The country’s first woman para-athlete, Kinley Dem, is busy practising at the Changlimithang shooting range in Thimphu.
Her inability to move around like others has not deterred the 26-year old athlete from Wangdue. Like all athletes, Kinley too has a dream to make it big in the sporting realm. She is a shooter with the Bhutan Shooting Federation (BSF).
Given the limited mobility and the challenges associated with her condition, the Bhutan Olympic Committee (BOC) has provided her with a temporary space near her training room for free. She also receives a monthly diet allowance of Nu 7,500 from BOC.
While she stays alone, her sister, who is a coach with BSF, assists her during her training and other chores. However, life wasn’t as difficult some 14 years ago. “I could partly walk using a walking stick until the age of 12. But things became worse afterwards. I couldn’t walk at all then.”

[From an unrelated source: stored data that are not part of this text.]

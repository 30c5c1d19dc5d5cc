//! Grain reduction: collapse a table to exactly one row per work-order key.
//!
//! All reducers keep the output in order of first appearance of the key
//! and are idempotent.

use crate::errors::{AppError, AppResult};
use crate::models::{Assignment, EquipmentRecord, MasterDuplicates, TieBreak, TimeEntry, WorkOrder};
use std::collections::{HashMap, HashSet};

/// Picks the technician/team pair that owns each work order.
pub trait AssignmentReducer {
    fn reduce(&self, entries: &[TimeEntry]) -> Vec<Assignment>;
}

/// Sum hours per (key, employee, team) and keep the heaviest group.
/// Equal totals go to the group seen first.
pub struct MostHours;

/// Keep the first timesheet line of each key, hours ignored.
pub struct FirstSeen;

impl AssignmentReducer for MostHours {
    fn reduce(&self, entries: &[TimeEntry]) -> Vec<Assignment> {
        // (key, employee, team) → index in `groups`
        let mut index: HashMap<(&str, &str, &str), usize> = HashMap::new();
        let mut groups: Vec<Assignment> = Vec::new();

        for e in entries.iter().filter(|e| !e.key.is_empty()) {
            let slot = (e.key.as_str(), e.employee.as_str(), e.team.as_str());
            match index.get(&slot) {
                Some(&i) => groups[i].hours += e.hours,
                None => {
                    index.insert(slot, groups.len());
                    groups.push(Assignment {
                        key: e.key.clone(),
                        technician: e.employee.clone(),
                        team: e.team.clone(),
                        hours: e.hours,
                    });
                }
            }
        }

        let mut best: HashMap<String, usize> = HashMap::new();
        let mut order: Vec<String> = Vec::new();

        for (i, g) in groups.iter().enumerate() {
            match best.get(&g.key) {
                Some(&cur) if groups[cur].hours >= g.hours => {}
                Some(_) => {
                    best.insert(g.key.clone(), i);
                }
                None => {
                    best.insert(g.key.clone(), i);
                    order.push(g.key.clone());
                }
            }
        }

        order
            .iter()
            .filter_map(|k| best.get(k).map(|&i| groups[i].clone()))
            .collect()
    }
}

impl AssignmentReducer for FirstSeen {
    fn reduce(&self, entries: &[TimeEntry]) -> Vec<Assignment> {
        first_by_key(entries, |e| e.key.as_str())
            .into_iter()
            .map(|e| Assignment {
                key: e.key.clone(),
                technician: e.employee.clone(),
                team: e.team.clone(),
                hours: e.hours,
            })
            .collect()
    }
}

/// Reducer for the configured policy.
pub fn assignment_reducer(policy: TieBreak) -> Box<dyn AssignmentReducer> {
    match policy {
        TieBreak::MostHours => Box::new(MostHours),
        TieBreak::FirstSeen => Box::new(FirstSeen),
    }
}

pub fn reduce_assignments(entries: &[TimeEntry], policy: TieBreak) -> Vec<Assignment> {
    let blank = entries.iter().filter(|e| e.key.is_empty()).count();
    if blank > 0 {
        tracing::warn!(lines = blank, "timesheet lines without a work-order key ignored");
    }

    let reduced = assignment_reducer(policy).reduce(entries);
    tracing::debug!(
        policy = policy.as_str(),
        lines = entries.len(),
        work_orders = reduced.len(),
        "timesheet reduced"
    );
    reduced
}

/// First manufacturer seen per key.
pub fn reduce_equipment(records: &[EquipmentRecord]) -> Vec<EquipmentRecord> {
    let reduced: Vec<EquipmentRecord> = first_by_key(records, |r| r.key.as_str())
        .into_iter()
        .cloned()
        .collect();
    tracing::debug!(
        lines = records.len(),
        work_orders = reduced.len(),
        "equipment reduced"
    );
    reduced
}

/// Bring the extraction table to one row per key.
///
/// Returns the reduced rows and the number of rows dropped. Under
/// [`MasterDuplicates::Reject`] any repeated key is an error.
pub fn reduce_master(
    orders: Vec<WorkOrder>,
    policy: MasterDuplicates,
) -> AppResult<(Vec<WorkOrder>, usize)> {
    let mut seen: HashSet<String> = HashSet::new();
    let mut duplicates: Vec<String> = Vec::new();
    let mut kept = Vec::with_capacity(orders.len());
    let mut blank = 0;

    for wo in orders {
        if wo.key.is_empty() {
            blank += 1;
            continue;
        }
        if seen.insert(wo.key.clone()) {
            kept.push(wo);
        } else {
            duplicates.push(wo.key);
        }
    }

    if blank > 0 {
        tracing::warn!(rows = blank, "extraction rows without a work-order key ignored");
    }

    if duplicates.is_empty() {
        return Ok((kept, 0));
    }

    match policy {
        MasterDuplicates::Reject => {
            let mut keys = duplicates.clone();
            keys.sort();
            keys.dedup();
            Err(AppError::DuplicateKeys {
                table: "extraction".to_string(),
                keys: keys.join(", "),
            })
        }
        MasterDuplicates::Reduce => {
            tracing::warn!(
                dropped = duplicates.len(),
                "extraction repeats work-order keys, keeping the first row of each"
            );
            Ok((kept, duplicates.len()))
        }
    }
}

fn first_by_key<'a, T, F>(items: &'a [T], key: F) -> Vec<&'a T>
where
    F: Fn(&T) -> &str,
{
    let mut seen: HashSet<&str> = HashSet::new();
    items
        .iter()
        .filter(|item| {
            let k = key(*item);
            !k.is_empty() && seen.insert(k)
        })
        .collect()
}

Kinley never went to school. In absence of formal education, she undertook religious practices under the guidance of her grandfather until 2011. After her grandfather passed away, she came to Thimphu and stayed with her sister.
In 2017, when the paralympic games were introduced in the country, Kinley’s sister encouraged her to participate in shooting field. “I was happy and agreed to her. My regular training started only by mid-2018, and it was my sister, who trained me,” she said.
Kinley’s international debut was at the 2018 Asian Games in Indonesia. Her next competition in Dubai last year was cancelled due to the pandemic.
Kinley said that, as a shooter, besides keeping the mind strong, the body had to be also trained and this posed a major challenge to her. “It’s very painful to exercise as I can’t stretch my legs. But the good thing is that my upper body functions normally.”
She added; “The greatest difficulty is when I have to move outside; in a vehicle or to the hospital. When there’s no training, I usually stay at home.”
Kinley feels that sports have given her another opportunity in life. “Athletes like us can train and deliver to the best of our abilities. The government also has to make conducive environment for people like us to perform.”
She added that, despite the will and interest, many like her could not join para-sports due to different circumstances. “I encourage others like me to come forward and participate. Staying home idle will help no one, and it might instead result in more health complications.”